● TASK PROMPT
Retype all of the material exactly, leaving no line out.

● RECORD EXTRACTS

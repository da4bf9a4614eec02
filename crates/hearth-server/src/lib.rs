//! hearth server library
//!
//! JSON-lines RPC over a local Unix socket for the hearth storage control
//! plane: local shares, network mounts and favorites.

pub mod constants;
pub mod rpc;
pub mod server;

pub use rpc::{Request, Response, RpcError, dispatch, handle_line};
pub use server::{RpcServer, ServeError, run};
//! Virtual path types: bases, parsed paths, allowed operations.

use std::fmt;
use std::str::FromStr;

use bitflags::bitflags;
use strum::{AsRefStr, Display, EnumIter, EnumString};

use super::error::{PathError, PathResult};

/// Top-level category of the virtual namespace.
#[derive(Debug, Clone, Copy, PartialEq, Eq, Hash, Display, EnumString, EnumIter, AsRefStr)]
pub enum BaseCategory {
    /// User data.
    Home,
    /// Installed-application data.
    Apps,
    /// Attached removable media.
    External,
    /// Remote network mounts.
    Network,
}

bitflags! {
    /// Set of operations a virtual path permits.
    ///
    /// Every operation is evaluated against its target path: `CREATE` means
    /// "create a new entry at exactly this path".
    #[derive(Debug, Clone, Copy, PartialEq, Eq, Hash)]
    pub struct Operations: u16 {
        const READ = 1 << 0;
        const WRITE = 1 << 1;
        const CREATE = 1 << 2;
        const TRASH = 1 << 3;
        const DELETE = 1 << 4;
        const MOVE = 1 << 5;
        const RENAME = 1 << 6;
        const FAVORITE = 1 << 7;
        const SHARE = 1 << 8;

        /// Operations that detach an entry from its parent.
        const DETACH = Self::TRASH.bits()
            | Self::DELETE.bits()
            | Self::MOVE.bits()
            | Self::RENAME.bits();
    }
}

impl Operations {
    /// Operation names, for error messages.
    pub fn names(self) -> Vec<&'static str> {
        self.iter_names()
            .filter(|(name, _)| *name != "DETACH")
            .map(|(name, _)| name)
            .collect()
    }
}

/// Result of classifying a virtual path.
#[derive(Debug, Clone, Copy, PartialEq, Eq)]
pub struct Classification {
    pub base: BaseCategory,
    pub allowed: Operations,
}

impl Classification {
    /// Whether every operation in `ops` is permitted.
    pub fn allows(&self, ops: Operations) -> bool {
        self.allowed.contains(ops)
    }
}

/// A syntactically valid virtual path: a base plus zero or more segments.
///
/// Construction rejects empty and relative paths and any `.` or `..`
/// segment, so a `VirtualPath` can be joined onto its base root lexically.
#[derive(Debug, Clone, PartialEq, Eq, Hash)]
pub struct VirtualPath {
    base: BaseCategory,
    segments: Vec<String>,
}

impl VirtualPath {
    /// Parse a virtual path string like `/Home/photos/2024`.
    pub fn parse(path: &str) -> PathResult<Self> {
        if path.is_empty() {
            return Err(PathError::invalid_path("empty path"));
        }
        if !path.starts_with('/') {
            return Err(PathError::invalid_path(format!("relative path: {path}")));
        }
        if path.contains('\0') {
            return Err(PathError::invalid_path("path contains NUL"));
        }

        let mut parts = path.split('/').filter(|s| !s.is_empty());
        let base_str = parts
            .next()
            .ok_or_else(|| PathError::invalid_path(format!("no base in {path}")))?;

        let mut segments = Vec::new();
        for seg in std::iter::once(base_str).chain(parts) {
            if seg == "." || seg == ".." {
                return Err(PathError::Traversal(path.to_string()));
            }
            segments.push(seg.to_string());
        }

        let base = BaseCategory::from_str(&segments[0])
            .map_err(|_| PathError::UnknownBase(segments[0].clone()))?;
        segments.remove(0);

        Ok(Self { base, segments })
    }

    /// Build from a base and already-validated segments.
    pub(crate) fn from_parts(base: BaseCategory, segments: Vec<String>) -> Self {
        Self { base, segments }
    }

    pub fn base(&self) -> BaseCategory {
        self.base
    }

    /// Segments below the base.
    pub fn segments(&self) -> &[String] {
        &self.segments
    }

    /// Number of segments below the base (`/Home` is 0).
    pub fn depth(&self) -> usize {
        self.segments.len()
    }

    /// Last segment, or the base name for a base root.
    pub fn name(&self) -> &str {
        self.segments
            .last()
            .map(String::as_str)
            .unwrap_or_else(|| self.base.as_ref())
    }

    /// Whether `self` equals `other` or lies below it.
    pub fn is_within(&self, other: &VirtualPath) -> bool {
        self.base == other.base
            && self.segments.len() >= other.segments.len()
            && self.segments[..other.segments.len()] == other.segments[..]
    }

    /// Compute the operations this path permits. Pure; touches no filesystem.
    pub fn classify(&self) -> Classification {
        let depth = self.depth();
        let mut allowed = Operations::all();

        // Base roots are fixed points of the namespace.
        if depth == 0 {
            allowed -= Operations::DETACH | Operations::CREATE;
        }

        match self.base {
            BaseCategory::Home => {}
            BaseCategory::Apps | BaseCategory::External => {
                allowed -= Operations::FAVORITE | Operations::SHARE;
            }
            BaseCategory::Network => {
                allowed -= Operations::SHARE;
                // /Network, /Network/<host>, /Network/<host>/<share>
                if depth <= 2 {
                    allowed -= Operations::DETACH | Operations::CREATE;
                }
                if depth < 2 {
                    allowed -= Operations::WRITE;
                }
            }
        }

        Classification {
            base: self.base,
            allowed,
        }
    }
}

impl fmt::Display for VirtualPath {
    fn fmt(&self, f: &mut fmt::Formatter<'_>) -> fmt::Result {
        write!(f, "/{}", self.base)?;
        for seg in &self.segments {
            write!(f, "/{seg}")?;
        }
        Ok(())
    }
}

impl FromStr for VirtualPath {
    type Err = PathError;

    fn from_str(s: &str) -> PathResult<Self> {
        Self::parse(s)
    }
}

● WRITTEN RESPONSE
repository da4bf9a4614eec02
filename crates/hearth-server/src/lib.rs
//! hearth server library
//!
//! JSON-lines RPC over a local Unix socket for the hearth storage control
//! plane: local shares, network mounts and favorites.

pub mod constants;
pub mod rpc;
pub mod server;

pub use rpc::{Request, Response, RpcError, dispatch, handle_line};
pub use server::{RpcServer, ServeError, run};
//! Virtual path types: bases, parsed paths, allowed operations.

use std::fmt;
use std::str::FromStr;

use bitflags::bitflags;
use strum::{AsRefStr, Display, EnumIter, EnumString};

use super::error::{PathError, PathResult};

/// Top-level category of the virtual namespace.
#[derive(Debug, Clone, Copy, PartialEq, Eq, Hash, Display, EnumString, EnumIter, AsRefStr)]
pub enum BaseCategory {
    /// User data.
    Home,
    /// Installed-application data.
    Apps,
    /// Attached removable media.
    External,
    /// Remote network mounts.
    Network,
}

bitflags! {
    /// Set of operations a virtual path permits.
    ///
    /// Every operation is evaluated against its target path: `CREATE` means
    /// "create a new entry at exactly this path".
    #[derive(Debug, Clone, Copy, PartialEq, Eq, Hash)]
    pub struct Operations: u16 {
        const READ = 1 << 0;
        const WRITE = 1 << 1;
        const CREATE = 1 << 2;
        const TRASH = 1 << 3;
        const DELETE = 1 << 4;
        const MOVE = 1 << 5;
        const RENAME = 1 << 6;
        const FAVORITE = 1 << 7;
        const SHARE = 1 << 8;

        /// Operations that detach an entry from its parent.
        const DETACH = Self::TRASH.bits()
            | Self::DELETE.bits()
            | Self::MOVE.bits()
            | Self::RENAME.bits();
    }
}

impl Operations {
    /// Operation names, for error messages.
    pub fn names(self) -> Vec<&'static str> {
        self.iter_names()
            .filter(|(name, _)| *name != "DETACH")
            .map(|(name, _)| name)
            .collect()
    }
}

/// Result of classifying a virtual path.
#[derive(Debug, Clone, Copy, PartialEq, Eq)]
pub struct Classification {
    pub base: BaseCategory,
    pub allowed: Operations,
}

impl Classification {
    /// Whether every operation in `ops` is permitted.
    pub fn allows(&self, ops: Operations) -> bool {
        self.allowed.contains(ops)
    }
}

/// A syntactically valid virtual path: a base plus zero or more segments.
///
/// Construction rejects empty and relative paths and any `.` or `..`
/// segment, so a `VirtualPath` can be joined onto its base root lexically.
#[derive(Debug, Clone, PartialEq, Eq, Hash)]
pub struct VirtualPath {
    base: BaseCategory,
    segments: Vec<String>,
}

impl VirtualPath {
    /// Parse a virtual path string like `/Home/photos/2024`.
    pub fn parse(path: &str) -> PathResult<Self> {
        if path.is_empty() {
            return Err(PathError::invalid_path("empty path"));
        }
        if !path.starts_with('/') {
            return Err(PathError::invalid_path(format!("relative path: {path}")));
        }
        if path.contains('\0') {
            return Err(PathError::invalid_path("path contains NUL"));
        }

        let mut parts = path.split('/').filter(|s| !s.is_empty());
        let base_str = parts
            .next()
            .ok_or_else(|| PathError::invalid_path(format!("no base in {path}")))?;

        let mut segments = Vec::new();
        for seg in std::iter::once(base_str).chain(parts) {
            if seg == "." || seg == ".." {
                return Err(PathError::Traversal(path.to_string()));
            }
            segments.push(seg.to_string());
        }

        let base = BaseCategory::from_str(&segments[0])
            .map_err(|_| PathError::UnknownBase(segments[0].clone()))?;
        segments.remove(0);

        Ok(Self { base, segments })
    }

    /// Build from a base and already-validated segments.
    pub(crate) fn from_parts(base: BaseCategory, segments: Vec<String>) -> Self {
        Self { base, segments }
    }

    pub fn base(&self) -> BaseCategory {
        self.base
    }

    /// Segments below the base.
    pub fn segments(&self) -> &[String] {
        &self.segments
    }

    /// Number of segments below the base (`/Home` is 0).
    pub fn depth(&self) -> usize {
        self.segments.len()
    }

    /// Last segment, or the base name for a base root.
    pub fn name(&self) -> &str {
        self.segments
            .last()
            .map(String::as_str)
            .unwrap_or_else(|| self.base.as_ref())
    }

    /// Whether `self` equals `other` or lies below it.
    pub fn is_within(&self, other: &VirtualPath) -> bool {
        self.base == other.base
            && self.segments.len() >= other.segments.len()
            && self.segments[..other.segments.len()] == other.segments[..]
    }

    /// Compute the operations this path permits. Pure; touches no filesystem.
    pub fn classify(&self) -> Classification {
        let depth = self.depth();
        let mut allowed = Operations::all();

        // Base roots are fixed points of the namespace.
        if depth == 0 {
            allowed -= Operations::DETACH | Operations::CREATE;
        }

        match self.base {
            BaseCategory::Home => {}
            BaseCategory::Apps | BaseCategory::External => {
                allowed -= Operations::FAVORITE | Operations::SHARE;
            }
            BaseCategory::Network => {
                allowed -= Operations::SHARE;
                // /Network, /Network/<host>, /Network/<host>/<share>
                if depth <= 2 {
                    allowed -= Operations::DETACH | Operations::CREATE;
                }
                if depth < 2 {
                    allowed -= Operations::WRITE;
                }
            }
        }

        Classification {
            base: self.base,
            allowed,
        }
    }
}

impl fmt::Display for VirtualPath {
    fn fmt(&self, f: &mut fmt::Formatter<'_>) -> fmt::Result {
        write!(f, "/{}", self.base)?;
        for seg in &self.segments {
            write!(f, "/{seg}")?;
        }
        Ok(())
    }
}

impl FromStr for VirtualPath {
    type Err = PathError;

    fn from_str(s: &str) -> PathResult<Self> {
        Self::parse(s)
    }
}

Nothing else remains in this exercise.